In this case, Apple offers two options to encrypt your content:

  • Standard Protection: User data is encrypted and its keys are stored in the data centers of Apple, who can only help recover data, but does not have it. 14 categories of data will use end-to-end encryption.
  • Advanced Protection: Encryption keys can only be accessed from a trusted device, which is where they are protected by end-to-end encryption. In this case, there are 23 categories that will make use of it.

Another element, increasingly used, and without a doubt to which we must pay special attention is Apple Pay, which allows payments to be made.

And here Apple protects payments through: Secure Element and the NFC Controller.

The first includes applets (components that run in the context of another program) certified by card issuers or payment networks. In this way, they are the only ones who know the encryption keys to access the data in the applets.

In the second case, the controller acts as a gateway, allowing the first to make the payment at a contactless point-of-sale terminal. This allows the connection, once the user has authorized the payment through biometrics or code.

Network security #

As for the network part, and even though it is the main element of communication between devices, I will limit myself to giving the technical data without going into detail.

Thus, iOS, iPadOS and macOS are compatible with TLS versions:

  • TLS 1.0
  • TLS 1.1
  • TLS 1.2
  • TLS 1.3
  • Datagram Transport Layer Security (DTLS)

TLS being compatible with AES128 and AES256.

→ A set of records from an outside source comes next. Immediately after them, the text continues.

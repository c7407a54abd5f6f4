//! Interfaces to the AWS services the event processor depends on.
//!
//! Each service is a trait so the processor can be driven by the SDK-backed implementations in
//! [`sdk`] in production and by the in-memory ones in [`memory`] in tests.

pub mod memory;
pub mod sdk;

use std::{sync::Arc, time::Duration};

use async_trait::async_trait;
use codebuild_logs_core::{
    Result,
    models::{BuildRecord, LogEventPage, LogLocation, ObjectLookup, ProjectSourceConfig},
};

/// Build metadata (CodeBuild).
#[async_trait]
pub trait BuildService: Send + Sync {
    /// Fetch a single build. Fails with `Upstream` when the build does not exist.
    async fn get_build(&self, build_id: &str) -> Result<BuildRecord>;

    /// Fetch the source configuration of a build project.
    async fn get_project_source(&self, project_name: &str) -> Result<ProjectSourceConfig>;
}

/// Build log events (CloudWatch Logs).
#[async_trait]
pub trait LogService: Send + Sync {
    /// Fetch one page of events for a log stream, continuing from `next_token` if given.
    async fn filter_events(
        &self,
        location: &LogLocation,
        next_token: Option<String>,
    ) -> Result<LogEventPage>;
}

/// Object storage for archived logs (S3). Bound to a single bucket.
#[async_trait]
pub trait ArchiveStore: Send + Sync {
    fn bucket(&self) -> &str;

    /// Write an object, replacing any existing object at `key`.
    async fn put_object(&self, key: &str, body: String, content_type: &str) -> Result<()>;

    async fn head_object(&self, key: &str) -> Result<ObjectLookup>;

    async fn presigned_get_url(&self, key: &str, expires_in: Duration) -> Result<String>;
}

/// Secret values (Secrets Manager).
#[async_trait]
pub trait SecretStore: Send + Sync {
    async fn secret_string(&self, secret_id: &str) -> Result<String>;
}

/// Service clients, constructed once at startup and shared by every invocation.
#[derive(Clone)]
pub struct Services {
    pub builds: Arc<dyn BuildService>,
    pub logs: Arc<dyn LogService>,
    pub archive: Arc<dyn ArchiveStore>,
    pub secrets: Arc<dyn SecretStore>,
}

/// Generate a time-limited download URL for an archived object, or `None` if it doesn't exist.
pub async fn presigned_log_url(
    archive: &dyn ArchiveStore,
    key: &str,
    expires_in: Duration,
) -> Result<Option<String>> {
    if key.is_empty() {
        return Ok(None);
    }
    match archive.head_object(key).await? {
        ObjectLookup::NotFound => {
            tracing::debug!("No archived object for key {}", key);
            Ok(None)
        }
        ObjectLookup::Found => archive.presigned_get_url(key, expires_in).await.map(Some),
    }
}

Regarding virtual private networks (VPNs), the compatible protocols are:

  • IKEv2/IPsec with shared secret authentication, Elliptic Curve Digital Signature Algorithm (ECDSA) certified RSA certificates, EAP-MSCHAPv2, or EAP-TLS.
  • SSL VPN with the appropriate client app from the App Store.
  • L2TP/IPsec with MS-CHAPV2 password user authentication and machine authentication using shared secret (iOS, iPadOS, and macOS), and RSA SecurID or CRYPTOCard (macOS only).
  • Cisco IPsec with user authentication via password, RSA SecurID or CRYPTOCard, and machine authentication using shared secret and certificates (macOS only).

Development Kit #

Finally, Apple provides you with a series of kits to develop apps that expand their services.

These kits are: HomeKit, CloudKit, SiriKit, DriverKit, ReplayKit and ARKit.

In this case, perhaps the service where privacy comes most into play is the case of HomeKit, in charge of managing home devices, as sensitive as video surveillance cameras, or audio recording devices like HomePods.

To secure these devices, HomeKit relies on Ed25519 key pairs made up of a public key and a private key.

These keys will be stored in the iCloud Keychain, so they can be updated between devices.

Conclusion #

The elements that influence the security of Apple devices are many and of different kinds. But, whether you are a programmer, manager or user, knowing them is of great importance, mainly to be aware of the risks to which we are exposed.

And if your work is also influenced by this security, you can provide great value to the users of your apps.